◆ TASK ITEM: Please return every line of the records below that holds the word "fare".

◆ RECORDED INFORMATION:
◆ ◆ ◆ ◆

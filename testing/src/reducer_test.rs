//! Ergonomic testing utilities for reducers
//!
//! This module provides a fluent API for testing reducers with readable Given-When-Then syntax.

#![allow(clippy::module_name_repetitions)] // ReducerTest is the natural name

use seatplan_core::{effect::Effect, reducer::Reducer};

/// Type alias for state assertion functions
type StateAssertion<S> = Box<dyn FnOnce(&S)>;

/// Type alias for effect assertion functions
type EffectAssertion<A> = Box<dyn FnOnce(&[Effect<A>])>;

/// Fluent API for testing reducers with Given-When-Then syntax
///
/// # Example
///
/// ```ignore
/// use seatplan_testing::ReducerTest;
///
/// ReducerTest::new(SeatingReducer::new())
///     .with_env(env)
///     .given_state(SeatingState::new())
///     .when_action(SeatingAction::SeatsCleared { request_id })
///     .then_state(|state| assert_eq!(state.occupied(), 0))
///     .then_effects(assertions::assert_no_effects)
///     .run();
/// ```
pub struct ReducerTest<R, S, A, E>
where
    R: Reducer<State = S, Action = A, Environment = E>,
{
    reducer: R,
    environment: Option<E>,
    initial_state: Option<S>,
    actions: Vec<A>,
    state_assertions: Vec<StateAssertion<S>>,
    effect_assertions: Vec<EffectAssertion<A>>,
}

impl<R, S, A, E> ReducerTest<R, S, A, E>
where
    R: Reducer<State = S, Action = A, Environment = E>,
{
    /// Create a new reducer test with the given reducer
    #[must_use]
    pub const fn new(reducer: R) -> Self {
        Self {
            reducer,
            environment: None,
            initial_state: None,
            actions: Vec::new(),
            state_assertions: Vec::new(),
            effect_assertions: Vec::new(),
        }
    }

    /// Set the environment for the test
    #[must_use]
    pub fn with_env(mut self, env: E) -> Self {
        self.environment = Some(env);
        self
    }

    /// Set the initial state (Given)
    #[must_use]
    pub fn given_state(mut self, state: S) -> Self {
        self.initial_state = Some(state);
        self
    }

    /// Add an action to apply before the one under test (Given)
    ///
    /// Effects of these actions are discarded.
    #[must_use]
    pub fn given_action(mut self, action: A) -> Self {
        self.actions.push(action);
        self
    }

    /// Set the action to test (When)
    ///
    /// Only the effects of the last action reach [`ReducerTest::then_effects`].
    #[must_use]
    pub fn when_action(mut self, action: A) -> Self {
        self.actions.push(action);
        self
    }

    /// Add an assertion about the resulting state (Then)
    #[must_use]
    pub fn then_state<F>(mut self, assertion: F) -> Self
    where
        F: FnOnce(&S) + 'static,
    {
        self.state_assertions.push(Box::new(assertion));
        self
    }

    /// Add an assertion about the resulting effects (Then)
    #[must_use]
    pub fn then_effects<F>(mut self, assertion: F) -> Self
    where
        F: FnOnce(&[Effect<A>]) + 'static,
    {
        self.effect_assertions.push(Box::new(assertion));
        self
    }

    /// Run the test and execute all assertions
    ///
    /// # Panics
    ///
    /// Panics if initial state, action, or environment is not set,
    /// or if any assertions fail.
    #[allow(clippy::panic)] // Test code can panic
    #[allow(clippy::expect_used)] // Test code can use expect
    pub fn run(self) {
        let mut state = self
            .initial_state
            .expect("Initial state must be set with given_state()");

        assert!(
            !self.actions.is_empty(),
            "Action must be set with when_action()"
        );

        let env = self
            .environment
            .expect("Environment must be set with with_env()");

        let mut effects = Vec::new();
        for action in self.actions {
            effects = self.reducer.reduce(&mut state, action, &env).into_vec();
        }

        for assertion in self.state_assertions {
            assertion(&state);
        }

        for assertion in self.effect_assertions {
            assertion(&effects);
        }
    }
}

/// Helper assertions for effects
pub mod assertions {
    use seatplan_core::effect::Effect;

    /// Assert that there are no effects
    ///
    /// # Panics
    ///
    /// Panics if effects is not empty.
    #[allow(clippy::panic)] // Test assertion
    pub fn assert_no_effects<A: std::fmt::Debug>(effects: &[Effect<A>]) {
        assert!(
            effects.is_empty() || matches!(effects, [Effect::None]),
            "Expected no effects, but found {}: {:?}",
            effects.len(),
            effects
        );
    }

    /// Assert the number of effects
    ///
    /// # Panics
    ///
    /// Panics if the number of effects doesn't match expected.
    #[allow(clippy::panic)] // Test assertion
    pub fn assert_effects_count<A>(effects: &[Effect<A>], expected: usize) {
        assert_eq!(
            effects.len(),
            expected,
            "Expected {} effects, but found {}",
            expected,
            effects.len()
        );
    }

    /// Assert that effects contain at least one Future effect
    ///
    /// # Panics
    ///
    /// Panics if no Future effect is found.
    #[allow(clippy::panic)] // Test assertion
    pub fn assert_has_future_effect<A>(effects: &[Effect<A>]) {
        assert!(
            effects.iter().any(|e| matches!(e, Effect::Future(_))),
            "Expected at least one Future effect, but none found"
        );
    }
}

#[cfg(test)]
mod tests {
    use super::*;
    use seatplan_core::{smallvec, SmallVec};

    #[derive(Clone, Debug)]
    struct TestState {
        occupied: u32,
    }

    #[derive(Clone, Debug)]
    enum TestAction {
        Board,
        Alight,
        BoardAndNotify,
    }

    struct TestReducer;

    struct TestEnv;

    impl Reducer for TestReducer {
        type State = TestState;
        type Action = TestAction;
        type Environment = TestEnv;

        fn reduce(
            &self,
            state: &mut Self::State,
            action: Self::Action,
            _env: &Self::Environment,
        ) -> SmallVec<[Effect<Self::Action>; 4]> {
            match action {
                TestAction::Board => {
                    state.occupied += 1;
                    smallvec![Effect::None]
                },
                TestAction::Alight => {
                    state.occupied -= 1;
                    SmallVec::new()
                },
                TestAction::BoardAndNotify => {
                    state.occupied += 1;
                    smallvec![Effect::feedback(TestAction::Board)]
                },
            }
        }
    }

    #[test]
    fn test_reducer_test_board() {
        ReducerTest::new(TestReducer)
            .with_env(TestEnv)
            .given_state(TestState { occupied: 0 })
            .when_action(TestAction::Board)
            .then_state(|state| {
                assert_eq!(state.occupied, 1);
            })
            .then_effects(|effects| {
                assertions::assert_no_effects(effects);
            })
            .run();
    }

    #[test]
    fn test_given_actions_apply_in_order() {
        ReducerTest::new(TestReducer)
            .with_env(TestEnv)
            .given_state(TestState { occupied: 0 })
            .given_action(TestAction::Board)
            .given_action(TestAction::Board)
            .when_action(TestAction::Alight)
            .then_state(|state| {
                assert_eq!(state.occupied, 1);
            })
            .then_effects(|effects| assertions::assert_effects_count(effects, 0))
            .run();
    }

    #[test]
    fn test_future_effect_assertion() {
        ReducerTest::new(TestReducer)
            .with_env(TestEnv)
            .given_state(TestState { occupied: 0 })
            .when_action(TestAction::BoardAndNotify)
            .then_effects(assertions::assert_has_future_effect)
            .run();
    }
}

◆ ◆ ◆ ◆

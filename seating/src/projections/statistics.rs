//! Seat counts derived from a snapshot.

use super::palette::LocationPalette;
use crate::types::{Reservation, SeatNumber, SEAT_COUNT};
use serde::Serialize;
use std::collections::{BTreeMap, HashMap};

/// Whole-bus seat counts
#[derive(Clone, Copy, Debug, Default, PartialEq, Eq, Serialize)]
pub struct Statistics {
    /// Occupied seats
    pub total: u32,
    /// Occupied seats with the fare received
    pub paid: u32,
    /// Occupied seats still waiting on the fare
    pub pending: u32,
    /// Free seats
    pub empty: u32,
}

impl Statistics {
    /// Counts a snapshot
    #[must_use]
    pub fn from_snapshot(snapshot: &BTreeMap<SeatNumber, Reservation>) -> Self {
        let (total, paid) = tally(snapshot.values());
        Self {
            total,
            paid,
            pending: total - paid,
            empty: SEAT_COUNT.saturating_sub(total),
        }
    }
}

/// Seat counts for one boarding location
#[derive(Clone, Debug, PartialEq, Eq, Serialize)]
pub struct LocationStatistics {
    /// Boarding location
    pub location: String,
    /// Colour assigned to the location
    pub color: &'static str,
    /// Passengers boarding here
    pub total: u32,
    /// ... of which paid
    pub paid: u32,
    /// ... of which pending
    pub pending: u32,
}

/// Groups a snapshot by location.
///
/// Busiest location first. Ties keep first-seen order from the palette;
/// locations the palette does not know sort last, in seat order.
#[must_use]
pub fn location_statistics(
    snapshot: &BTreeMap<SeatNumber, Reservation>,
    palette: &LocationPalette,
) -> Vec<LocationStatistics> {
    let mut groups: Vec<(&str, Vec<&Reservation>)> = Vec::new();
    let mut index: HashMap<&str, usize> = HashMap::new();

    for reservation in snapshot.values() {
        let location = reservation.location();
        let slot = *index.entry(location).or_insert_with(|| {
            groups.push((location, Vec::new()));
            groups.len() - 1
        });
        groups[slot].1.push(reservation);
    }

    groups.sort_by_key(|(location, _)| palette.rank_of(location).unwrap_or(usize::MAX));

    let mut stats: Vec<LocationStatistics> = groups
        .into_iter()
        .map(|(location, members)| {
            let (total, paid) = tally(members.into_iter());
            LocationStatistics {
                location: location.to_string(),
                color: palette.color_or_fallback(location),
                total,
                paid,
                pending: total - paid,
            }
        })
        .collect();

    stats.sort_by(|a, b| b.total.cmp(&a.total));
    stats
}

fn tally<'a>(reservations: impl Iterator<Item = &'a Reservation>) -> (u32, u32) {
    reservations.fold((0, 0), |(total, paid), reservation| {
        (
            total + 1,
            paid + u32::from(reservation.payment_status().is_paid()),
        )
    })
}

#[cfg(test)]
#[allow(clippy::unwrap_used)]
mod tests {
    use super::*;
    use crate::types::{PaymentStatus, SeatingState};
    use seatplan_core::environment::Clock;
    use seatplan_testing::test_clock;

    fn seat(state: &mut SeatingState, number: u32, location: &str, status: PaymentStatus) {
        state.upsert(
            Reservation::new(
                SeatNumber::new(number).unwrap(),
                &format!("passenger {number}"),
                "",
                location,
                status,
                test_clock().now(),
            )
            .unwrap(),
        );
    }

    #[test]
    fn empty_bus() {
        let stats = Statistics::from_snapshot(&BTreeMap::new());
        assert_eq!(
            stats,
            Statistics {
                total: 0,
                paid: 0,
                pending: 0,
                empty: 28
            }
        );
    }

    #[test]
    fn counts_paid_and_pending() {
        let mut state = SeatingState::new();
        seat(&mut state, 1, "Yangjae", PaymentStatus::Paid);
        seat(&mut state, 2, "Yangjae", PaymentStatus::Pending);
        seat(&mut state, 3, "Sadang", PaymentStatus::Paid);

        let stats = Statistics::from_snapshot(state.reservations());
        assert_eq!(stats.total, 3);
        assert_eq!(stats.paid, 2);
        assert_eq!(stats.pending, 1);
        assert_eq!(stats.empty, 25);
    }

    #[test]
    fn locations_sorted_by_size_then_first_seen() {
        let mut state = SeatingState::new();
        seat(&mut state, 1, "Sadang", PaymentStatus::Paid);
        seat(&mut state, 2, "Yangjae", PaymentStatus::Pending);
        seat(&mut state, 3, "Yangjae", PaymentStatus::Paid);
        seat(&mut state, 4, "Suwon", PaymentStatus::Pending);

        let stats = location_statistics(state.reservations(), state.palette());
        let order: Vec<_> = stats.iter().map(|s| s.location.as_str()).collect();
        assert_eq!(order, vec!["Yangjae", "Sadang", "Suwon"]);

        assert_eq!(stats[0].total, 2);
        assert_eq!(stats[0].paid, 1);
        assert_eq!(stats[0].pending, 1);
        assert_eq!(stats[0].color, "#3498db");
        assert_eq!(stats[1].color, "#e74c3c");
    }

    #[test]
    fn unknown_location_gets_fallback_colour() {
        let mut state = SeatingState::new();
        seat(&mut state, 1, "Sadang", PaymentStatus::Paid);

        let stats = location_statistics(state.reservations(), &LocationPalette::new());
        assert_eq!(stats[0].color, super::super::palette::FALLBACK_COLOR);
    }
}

◆ ◆ ◆ ◆

◆ TASK RESPONSE:
    /// Occupied seats with the fare received
    /// Occupied seats still waiting on the fare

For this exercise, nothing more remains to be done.